-- What you are asked to do --
Whenever a line in the entries includes the word "bail", copy that line out.

Stored dataset items
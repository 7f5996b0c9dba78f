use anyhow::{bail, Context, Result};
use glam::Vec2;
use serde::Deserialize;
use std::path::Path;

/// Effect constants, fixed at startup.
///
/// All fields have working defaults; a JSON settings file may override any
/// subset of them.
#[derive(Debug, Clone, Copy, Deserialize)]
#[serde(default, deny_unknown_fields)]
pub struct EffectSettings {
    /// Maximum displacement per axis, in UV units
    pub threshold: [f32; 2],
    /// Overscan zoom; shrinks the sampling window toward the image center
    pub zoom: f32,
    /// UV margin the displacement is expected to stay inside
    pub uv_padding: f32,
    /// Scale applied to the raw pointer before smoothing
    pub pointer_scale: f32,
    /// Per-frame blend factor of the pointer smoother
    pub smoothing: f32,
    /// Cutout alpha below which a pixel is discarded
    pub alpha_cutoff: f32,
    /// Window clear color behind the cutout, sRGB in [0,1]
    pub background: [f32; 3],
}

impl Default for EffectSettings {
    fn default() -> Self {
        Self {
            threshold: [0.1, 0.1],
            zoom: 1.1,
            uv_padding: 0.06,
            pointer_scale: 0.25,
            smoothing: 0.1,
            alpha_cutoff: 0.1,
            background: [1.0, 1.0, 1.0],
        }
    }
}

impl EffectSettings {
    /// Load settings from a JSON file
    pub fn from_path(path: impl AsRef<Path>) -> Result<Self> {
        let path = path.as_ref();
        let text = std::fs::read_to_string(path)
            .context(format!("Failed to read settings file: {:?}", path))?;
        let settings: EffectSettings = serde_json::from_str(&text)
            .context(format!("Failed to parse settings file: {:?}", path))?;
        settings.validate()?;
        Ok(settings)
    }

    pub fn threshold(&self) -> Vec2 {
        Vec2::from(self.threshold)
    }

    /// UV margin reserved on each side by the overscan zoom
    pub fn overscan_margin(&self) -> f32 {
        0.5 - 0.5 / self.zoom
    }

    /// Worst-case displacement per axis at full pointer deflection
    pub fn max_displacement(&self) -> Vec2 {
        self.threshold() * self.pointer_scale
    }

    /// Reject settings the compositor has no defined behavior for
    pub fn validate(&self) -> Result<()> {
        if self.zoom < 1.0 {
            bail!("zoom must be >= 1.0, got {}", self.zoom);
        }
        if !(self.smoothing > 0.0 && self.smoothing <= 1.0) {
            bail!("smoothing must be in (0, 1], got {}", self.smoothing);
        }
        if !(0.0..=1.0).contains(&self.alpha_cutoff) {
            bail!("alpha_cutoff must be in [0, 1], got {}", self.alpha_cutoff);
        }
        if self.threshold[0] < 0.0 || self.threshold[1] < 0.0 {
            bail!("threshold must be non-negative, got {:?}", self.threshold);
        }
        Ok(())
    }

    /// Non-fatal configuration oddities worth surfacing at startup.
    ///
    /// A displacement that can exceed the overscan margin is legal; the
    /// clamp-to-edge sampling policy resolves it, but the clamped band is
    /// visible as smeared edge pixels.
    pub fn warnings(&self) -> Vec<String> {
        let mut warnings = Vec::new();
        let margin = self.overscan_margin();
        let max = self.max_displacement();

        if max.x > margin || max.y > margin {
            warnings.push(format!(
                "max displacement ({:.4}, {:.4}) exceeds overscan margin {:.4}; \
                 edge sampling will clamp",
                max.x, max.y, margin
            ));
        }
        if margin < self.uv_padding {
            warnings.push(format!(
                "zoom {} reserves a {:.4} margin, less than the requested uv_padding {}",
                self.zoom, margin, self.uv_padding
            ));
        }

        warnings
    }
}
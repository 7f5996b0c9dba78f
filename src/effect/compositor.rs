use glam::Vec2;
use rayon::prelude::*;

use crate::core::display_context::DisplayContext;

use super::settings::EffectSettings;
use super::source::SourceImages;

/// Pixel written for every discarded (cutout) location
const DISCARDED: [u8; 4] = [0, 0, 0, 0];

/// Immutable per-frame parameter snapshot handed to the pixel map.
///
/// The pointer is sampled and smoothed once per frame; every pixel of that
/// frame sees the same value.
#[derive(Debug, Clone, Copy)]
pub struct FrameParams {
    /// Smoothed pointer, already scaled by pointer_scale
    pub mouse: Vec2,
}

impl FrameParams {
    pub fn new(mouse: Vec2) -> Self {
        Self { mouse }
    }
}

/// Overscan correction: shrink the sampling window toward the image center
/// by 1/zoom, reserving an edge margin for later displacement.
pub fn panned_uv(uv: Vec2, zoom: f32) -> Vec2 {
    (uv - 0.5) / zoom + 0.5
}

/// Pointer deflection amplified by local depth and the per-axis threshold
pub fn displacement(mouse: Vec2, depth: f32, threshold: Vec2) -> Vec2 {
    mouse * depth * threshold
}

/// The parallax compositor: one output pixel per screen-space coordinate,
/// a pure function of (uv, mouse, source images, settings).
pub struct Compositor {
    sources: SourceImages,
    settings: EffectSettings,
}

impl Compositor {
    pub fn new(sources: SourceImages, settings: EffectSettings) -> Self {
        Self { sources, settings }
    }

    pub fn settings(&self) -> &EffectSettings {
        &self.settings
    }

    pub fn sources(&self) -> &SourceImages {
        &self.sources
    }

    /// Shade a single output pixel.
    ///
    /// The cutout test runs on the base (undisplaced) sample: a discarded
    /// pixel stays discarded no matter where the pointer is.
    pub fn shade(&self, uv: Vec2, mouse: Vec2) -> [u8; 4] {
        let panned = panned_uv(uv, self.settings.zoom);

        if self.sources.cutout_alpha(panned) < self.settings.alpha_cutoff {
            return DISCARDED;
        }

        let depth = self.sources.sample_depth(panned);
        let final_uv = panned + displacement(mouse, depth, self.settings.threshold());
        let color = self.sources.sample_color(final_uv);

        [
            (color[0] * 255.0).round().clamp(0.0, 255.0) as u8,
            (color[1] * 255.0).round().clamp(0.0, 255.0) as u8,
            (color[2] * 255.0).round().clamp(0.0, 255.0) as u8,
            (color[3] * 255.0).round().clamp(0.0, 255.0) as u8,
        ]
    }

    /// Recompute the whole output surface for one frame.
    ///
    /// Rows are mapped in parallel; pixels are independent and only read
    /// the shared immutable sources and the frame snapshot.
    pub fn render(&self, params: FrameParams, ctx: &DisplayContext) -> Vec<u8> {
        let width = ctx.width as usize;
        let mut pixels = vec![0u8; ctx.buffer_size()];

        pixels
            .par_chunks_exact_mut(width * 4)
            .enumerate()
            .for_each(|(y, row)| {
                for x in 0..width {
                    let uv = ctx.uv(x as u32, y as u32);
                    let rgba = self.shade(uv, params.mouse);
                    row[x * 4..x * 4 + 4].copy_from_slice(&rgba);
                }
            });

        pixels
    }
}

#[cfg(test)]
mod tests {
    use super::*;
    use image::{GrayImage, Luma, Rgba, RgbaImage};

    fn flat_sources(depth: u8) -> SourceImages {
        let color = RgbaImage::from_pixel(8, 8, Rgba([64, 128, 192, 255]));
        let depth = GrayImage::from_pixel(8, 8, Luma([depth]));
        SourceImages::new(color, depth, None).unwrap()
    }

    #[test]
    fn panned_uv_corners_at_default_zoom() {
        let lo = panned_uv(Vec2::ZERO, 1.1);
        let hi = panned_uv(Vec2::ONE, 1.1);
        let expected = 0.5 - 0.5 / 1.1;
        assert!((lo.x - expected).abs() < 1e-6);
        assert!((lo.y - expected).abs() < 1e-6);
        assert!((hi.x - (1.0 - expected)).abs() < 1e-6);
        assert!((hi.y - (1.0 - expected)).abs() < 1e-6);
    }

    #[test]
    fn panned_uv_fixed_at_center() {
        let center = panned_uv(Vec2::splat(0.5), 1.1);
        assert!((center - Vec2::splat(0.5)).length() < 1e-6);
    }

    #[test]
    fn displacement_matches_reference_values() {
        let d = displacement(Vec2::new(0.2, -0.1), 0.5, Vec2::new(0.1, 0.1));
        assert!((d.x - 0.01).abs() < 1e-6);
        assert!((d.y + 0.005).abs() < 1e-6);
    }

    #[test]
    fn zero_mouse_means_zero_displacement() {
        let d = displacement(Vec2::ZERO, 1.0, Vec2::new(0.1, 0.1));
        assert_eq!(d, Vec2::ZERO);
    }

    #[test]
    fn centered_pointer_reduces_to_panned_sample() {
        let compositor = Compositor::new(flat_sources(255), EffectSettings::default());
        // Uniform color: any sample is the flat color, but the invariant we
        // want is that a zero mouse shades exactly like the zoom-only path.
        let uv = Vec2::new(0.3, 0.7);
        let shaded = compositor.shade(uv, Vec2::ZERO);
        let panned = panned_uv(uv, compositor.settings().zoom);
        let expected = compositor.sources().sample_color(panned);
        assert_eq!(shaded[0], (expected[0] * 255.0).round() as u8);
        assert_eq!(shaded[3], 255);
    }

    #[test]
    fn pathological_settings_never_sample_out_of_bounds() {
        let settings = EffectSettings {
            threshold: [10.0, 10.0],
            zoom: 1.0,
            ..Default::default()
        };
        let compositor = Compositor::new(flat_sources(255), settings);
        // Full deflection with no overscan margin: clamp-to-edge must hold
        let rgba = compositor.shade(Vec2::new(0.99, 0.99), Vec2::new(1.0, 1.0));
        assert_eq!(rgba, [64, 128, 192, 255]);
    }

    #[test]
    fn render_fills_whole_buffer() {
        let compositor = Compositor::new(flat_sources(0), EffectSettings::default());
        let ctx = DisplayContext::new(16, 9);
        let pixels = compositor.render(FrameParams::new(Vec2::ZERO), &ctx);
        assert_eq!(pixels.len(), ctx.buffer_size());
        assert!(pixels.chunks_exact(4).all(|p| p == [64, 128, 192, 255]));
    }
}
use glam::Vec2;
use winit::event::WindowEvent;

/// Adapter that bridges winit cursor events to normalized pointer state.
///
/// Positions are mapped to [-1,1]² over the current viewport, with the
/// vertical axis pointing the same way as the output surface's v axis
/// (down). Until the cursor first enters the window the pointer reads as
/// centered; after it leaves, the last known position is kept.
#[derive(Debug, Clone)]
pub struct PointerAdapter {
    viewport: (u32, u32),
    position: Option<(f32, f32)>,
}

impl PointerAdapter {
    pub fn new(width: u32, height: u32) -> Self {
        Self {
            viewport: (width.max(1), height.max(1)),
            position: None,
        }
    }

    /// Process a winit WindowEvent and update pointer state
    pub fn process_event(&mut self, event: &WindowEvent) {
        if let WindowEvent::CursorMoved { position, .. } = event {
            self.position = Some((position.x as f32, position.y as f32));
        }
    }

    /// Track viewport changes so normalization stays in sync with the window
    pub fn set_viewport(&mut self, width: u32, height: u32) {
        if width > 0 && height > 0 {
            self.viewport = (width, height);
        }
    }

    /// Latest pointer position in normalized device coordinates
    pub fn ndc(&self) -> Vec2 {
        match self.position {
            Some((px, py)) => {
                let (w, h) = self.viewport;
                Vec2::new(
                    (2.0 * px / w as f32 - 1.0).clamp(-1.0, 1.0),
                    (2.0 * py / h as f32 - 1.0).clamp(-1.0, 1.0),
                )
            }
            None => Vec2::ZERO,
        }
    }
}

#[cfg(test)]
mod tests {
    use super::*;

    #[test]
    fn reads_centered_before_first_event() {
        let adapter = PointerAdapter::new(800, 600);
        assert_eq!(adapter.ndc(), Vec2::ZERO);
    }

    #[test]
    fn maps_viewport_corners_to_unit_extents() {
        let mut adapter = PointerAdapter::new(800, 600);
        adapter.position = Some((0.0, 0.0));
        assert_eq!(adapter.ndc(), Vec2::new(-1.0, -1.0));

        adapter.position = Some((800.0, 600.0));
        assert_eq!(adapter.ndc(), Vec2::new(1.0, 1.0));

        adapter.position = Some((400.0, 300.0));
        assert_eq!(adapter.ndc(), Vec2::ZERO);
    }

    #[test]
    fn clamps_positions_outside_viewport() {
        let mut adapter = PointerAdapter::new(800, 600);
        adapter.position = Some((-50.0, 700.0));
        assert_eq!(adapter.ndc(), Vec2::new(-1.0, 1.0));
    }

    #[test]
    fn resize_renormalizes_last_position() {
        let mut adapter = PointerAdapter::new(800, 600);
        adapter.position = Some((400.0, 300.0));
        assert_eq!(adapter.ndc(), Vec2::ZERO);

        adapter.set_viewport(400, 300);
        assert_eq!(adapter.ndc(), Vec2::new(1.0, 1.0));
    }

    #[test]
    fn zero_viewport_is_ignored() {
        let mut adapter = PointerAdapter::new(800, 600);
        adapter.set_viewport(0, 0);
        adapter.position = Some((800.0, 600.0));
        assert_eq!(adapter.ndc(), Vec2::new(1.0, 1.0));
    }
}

-- Output --
use anyhow::{bail, Context, Result};
            bail!("zoom must be >= 1.0, got {}", self.zoom);
            bail!("smoothing must be in (0, 1], got {}", self.smoothing);
            bail!("alpha_cutoff must be in [0, 1], got {}", self.alpha_cutoff);
            bail!("threshold must be non-negative, got {:?}", self.threshold);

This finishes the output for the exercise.